| Assignment |
Every line below that contains the word "point" must be copied.

.....

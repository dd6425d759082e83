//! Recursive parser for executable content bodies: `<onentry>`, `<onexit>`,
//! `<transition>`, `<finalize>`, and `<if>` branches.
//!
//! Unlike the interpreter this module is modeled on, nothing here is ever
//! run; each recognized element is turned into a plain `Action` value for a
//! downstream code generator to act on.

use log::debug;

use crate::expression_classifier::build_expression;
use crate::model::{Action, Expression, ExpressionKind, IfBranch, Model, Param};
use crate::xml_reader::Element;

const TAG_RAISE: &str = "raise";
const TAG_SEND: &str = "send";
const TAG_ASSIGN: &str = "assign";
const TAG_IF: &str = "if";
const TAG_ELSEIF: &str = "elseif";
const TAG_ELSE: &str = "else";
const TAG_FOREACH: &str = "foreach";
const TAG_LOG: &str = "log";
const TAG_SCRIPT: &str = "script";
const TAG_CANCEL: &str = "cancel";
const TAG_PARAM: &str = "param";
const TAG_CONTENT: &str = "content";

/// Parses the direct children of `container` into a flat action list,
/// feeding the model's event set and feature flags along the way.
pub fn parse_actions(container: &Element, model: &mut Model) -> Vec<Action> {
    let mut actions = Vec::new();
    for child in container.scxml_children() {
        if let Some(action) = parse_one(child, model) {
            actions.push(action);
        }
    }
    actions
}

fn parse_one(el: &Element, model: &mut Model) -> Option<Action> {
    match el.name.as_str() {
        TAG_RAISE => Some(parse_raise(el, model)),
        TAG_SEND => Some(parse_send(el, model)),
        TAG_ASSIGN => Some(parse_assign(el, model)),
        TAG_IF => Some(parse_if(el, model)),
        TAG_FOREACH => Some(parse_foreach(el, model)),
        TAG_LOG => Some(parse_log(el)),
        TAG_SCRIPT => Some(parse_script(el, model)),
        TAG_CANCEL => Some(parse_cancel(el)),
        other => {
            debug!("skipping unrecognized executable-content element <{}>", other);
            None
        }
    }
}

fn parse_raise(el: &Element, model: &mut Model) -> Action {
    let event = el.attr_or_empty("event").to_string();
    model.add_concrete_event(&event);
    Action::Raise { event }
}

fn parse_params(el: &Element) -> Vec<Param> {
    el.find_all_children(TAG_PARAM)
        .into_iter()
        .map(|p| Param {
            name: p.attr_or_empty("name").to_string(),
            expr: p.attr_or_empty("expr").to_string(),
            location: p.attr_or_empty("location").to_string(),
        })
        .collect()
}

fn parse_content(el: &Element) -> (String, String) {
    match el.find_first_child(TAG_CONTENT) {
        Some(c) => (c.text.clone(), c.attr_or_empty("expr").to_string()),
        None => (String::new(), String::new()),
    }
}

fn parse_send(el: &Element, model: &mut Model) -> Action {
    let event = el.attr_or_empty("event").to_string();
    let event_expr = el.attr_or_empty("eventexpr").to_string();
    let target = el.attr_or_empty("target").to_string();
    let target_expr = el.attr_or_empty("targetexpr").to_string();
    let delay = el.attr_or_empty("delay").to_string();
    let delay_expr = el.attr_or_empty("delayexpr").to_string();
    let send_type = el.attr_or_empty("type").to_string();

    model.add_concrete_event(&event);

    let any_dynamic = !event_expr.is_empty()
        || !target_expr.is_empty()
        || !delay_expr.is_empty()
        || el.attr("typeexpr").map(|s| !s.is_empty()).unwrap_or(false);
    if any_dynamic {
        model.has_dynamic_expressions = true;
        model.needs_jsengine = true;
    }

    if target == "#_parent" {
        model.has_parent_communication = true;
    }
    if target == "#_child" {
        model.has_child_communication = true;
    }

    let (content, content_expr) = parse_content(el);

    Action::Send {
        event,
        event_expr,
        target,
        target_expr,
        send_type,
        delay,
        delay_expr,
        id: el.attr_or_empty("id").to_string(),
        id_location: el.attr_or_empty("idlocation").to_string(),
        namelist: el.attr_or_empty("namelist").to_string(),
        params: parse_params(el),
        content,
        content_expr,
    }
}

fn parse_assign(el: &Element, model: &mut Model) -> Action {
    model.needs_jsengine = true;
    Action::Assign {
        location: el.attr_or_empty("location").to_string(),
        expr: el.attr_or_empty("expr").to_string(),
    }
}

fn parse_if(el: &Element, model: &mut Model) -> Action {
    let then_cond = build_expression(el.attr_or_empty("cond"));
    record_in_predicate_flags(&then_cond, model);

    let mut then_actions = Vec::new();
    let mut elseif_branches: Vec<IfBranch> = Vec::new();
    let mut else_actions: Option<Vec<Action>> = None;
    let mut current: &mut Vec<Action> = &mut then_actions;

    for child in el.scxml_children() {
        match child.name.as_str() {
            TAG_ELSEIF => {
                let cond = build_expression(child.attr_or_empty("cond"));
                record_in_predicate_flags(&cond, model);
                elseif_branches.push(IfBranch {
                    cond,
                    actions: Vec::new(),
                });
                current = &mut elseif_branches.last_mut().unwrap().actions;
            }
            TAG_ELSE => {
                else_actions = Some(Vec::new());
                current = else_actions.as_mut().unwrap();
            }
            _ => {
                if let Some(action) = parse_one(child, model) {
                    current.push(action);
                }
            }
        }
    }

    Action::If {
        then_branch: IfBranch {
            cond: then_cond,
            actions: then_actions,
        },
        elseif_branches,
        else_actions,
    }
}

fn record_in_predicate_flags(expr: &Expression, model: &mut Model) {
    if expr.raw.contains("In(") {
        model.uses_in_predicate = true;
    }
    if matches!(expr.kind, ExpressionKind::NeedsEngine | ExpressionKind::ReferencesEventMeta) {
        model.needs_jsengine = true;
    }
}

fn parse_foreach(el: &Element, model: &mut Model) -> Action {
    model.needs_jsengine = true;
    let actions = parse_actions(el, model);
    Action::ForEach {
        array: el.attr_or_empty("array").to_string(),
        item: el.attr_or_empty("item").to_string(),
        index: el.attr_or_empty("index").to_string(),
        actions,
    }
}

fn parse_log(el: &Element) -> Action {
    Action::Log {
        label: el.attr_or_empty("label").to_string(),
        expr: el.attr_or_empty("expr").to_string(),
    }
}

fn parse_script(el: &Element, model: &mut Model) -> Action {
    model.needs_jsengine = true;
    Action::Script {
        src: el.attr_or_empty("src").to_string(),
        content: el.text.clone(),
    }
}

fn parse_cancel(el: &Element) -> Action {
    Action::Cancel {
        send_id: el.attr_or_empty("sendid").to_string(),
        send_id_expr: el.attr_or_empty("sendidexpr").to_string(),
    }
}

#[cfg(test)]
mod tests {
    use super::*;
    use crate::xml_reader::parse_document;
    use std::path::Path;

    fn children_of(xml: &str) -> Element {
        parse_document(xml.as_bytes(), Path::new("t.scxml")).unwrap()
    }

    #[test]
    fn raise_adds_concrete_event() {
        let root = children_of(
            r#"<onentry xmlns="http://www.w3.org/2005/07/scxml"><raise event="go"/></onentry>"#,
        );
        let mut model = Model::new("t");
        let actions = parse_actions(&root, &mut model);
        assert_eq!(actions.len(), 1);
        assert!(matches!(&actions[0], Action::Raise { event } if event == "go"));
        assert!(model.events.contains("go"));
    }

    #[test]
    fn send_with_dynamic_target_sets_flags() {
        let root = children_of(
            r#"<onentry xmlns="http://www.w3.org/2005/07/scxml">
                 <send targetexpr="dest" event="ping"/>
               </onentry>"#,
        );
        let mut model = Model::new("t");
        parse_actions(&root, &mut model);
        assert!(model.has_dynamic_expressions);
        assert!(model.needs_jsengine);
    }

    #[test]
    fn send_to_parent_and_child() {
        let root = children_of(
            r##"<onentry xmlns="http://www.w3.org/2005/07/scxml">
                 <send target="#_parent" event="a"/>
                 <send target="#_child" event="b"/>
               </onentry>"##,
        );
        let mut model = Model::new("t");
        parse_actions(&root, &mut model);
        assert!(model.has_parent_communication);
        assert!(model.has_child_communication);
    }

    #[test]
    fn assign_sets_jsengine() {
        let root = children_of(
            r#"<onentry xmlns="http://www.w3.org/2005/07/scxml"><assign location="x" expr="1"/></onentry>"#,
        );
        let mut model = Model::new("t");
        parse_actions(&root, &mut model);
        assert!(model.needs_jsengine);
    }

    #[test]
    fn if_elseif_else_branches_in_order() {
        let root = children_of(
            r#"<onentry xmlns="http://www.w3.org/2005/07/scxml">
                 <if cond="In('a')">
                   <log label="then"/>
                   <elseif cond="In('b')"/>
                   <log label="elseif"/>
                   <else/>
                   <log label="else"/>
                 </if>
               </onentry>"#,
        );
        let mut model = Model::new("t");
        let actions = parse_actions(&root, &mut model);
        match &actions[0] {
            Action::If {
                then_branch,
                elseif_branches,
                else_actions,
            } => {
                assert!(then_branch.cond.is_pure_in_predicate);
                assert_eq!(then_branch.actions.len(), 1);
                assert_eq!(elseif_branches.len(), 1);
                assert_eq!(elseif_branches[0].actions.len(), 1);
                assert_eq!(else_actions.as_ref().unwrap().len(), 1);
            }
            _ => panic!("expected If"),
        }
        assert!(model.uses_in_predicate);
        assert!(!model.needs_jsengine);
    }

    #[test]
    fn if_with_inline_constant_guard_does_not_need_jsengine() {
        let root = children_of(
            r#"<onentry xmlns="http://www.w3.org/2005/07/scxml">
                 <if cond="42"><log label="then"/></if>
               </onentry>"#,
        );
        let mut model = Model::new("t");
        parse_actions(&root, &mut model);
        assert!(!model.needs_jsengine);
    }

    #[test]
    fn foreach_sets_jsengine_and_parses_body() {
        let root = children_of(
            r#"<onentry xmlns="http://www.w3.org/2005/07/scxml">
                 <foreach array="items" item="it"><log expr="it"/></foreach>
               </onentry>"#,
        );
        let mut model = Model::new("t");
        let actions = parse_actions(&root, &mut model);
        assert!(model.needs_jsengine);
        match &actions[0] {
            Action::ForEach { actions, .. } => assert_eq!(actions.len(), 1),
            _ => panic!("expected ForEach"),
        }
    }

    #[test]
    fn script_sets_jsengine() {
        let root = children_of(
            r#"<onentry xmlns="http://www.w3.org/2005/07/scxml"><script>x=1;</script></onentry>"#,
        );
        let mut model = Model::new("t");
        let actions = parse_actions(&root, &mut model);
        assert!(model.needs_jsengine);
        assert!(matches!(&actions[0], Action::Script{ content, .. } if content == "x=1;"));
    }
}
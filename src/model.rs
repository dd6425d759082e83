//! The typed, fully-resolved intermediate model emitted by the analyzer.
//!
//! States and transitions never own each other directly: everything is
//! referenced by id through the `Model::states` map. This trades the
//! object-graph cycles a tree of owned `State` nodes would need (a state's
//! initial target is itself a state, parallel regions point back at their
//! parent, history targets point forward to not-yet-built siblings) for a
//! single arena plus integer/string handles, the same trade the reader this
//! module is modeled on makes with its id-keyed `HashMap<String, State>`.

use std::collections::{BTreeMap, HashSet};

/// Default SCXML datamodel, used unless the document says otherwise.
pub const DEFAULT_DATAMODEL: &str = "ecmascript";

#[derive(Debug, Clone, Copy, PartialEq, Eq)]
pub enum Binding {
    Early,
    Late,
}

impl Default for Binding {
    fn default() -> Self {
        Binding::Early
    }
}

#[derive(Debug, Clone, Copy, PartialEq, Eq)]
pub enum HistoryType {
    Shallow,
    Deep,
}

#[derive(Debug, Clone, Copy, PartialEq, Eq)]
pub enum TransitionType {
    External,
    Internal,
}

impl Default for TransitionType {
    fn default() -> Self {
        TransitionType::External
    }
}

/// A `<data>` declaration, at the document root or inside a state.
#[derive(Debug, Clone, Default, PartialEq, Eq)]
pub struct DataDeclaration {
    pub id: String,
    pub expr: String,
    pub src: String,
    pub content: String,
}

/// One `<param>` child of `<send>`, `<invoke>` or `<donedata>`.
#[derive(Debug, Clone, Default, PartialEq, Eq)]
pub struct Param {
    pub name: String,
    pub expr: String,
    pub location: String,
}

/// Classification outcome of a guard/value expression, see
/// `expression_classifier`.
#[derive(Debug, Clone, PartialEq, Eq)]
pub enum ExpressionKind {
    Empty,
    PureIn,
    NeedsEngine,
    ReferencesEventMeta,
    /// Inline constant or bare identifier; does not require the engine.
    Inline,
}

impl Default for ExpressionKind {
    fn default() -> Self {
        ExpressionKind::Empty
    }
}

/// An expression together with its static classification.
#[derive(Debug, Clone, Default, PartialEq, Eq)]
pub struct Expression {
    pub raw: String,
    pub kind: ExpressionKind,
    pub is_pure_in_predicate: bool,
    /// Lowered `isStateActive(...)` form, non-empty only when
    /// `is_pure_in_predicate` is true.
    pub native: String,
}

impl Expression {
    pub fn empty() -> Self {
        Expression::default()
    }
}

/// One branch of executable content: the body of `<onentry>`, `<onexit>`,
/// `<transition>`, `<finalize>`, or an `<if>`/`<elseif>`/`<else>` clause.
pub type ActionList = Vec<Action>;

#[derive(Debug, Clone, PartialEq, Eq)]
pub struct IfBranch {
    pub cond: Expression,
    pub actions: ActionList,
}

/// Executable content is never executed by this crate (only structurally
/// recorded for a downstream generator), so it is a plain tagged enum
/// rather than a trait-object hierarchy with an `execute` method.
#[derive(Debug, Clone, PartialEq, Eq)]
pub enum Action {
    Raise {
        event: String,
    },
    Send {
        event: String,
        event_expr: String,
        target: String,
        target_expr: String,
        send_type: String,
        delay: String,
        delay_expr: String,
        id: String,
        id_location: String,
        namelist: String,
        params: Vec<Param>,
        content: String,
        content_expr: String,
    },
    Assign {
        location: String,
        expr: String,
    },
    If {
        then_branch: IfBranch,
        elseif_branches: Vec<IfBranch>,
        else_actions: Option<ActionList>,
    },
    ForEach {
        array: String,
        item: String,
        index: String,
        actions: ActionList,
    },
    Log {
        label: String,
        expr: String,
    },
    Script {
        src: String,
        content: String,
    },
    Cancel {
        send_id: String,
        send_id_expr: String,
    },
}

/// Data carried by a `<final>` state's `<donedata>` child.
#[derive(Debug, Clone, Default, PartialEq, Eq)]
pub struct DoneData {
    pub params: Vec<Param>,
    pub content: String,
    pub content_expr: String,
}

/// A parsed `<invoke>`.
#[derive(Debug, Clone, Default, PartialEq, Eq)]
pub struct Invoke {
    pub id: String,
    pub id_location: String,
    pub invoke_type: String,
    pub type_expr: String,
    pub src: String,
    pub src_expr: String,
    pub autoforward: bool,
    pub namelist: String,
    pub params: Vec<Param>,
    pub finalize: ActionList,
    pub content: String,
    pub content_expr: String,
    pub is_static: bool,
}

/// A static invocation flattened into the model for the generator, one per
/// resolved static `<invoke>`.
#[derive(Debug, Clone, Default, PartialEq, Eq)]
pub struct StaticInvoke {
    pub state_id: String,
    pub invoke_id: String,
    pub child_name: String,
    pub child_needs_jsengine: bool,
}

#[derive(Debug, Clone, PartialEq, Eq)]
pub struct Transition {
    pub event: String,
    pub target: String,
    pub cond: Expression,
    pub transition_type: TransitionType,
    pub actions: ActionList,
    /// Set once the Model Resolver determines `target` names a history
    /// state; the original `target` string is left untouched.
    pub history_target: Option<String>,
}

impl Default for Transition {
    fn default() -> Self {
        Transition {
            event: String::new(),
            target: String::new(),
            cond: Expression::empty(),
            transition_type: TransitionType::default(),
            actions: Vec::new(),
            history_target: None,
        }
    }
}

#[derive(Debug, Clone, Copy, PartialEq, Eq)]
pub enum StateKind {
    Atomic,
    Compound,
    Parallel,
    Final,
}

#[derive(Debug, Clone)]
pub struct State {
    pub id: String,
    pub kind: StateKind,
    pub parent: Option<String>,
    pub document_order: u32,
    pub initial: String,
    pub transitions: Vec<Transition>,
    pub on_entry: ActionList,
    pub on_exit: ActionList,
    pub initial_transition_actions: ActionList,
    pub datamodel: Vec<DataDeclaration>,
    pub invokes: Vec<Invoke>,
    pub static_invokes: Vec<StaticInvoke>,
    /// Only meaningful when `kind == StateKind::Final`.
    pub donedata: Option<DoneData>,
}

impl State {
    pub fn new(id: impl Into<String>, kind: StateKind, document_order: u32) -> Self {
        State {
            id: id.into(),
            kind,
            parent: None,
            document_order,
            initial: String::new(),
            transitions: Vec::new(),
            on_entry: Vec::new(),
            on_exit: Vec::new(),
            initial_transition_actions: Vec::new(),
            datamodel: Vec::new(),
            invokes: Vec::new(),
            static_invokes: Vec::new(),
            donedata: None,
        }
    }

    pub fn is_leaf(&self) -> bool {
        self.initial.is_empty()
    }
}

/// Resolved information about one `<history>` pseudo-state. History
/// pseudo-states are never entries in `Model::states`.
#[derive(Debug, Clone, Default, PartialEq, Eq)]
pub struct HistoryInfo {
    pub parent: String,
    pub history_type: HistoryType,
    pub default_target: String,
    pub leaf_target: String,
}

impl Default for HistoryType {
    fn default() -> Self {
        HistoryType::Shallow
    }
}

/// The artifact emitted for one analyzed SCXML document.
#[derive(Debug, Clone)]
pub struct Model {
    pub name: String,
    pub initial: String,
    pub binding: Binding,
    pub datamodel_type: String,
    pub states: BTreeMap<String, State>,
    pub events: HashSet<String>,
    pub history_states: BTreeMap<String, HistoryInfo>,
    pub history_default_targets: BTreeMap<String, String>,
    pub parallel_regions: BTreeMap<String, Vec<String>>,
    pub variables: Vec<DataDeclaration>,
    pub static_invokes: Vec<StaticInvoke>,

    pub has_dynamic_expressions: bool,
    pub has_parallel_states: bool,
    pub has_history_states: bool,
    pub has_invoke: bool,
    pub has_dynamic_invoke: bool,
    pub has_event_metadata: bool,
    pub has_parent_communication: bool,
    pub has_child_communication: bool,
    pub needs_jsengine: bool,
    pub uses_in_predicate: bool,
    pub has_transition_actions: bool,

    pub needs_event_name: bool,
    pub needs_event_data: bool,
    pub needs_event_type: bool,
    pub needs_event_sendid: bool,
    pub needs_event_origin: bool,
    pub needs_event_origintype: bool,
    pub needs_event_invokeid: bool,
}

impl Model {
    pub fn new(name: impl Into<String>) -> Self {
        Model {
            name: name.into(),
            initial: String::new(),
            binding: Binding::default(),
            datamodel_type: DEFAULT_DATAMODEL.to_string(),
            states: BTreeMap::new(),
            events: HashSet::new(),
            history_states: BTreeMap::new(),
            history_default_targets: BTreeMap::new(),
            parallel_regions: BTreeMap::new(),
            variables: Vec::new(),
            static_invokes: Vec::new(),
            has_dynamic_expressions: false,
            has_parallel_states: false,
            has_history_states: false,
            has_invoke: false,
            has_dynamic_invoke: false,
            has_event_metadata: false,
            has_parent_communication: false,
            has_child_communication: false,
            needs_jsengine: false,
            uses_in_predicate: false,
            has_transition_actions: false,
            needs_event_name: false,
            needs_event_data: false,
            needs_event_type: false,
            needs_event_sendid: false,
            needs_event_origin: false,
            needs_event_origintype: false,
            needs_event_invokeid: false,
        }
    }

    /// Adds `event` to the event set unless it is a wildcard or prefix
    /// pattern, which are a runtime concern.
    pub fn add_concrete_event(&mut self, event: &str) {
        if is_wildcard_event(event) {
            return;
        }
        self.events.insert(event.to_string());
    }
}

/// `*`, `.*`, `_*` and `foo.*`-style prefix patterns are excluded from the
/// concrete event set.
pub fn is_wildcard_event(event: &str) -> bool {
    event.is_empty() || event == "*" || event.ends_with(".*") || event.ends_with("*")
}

.....

| Result of this exercise |
//! initial target is itself a state, parallel regions point back at their
//! parent, history targets point forward to not-yet-built siblings) for a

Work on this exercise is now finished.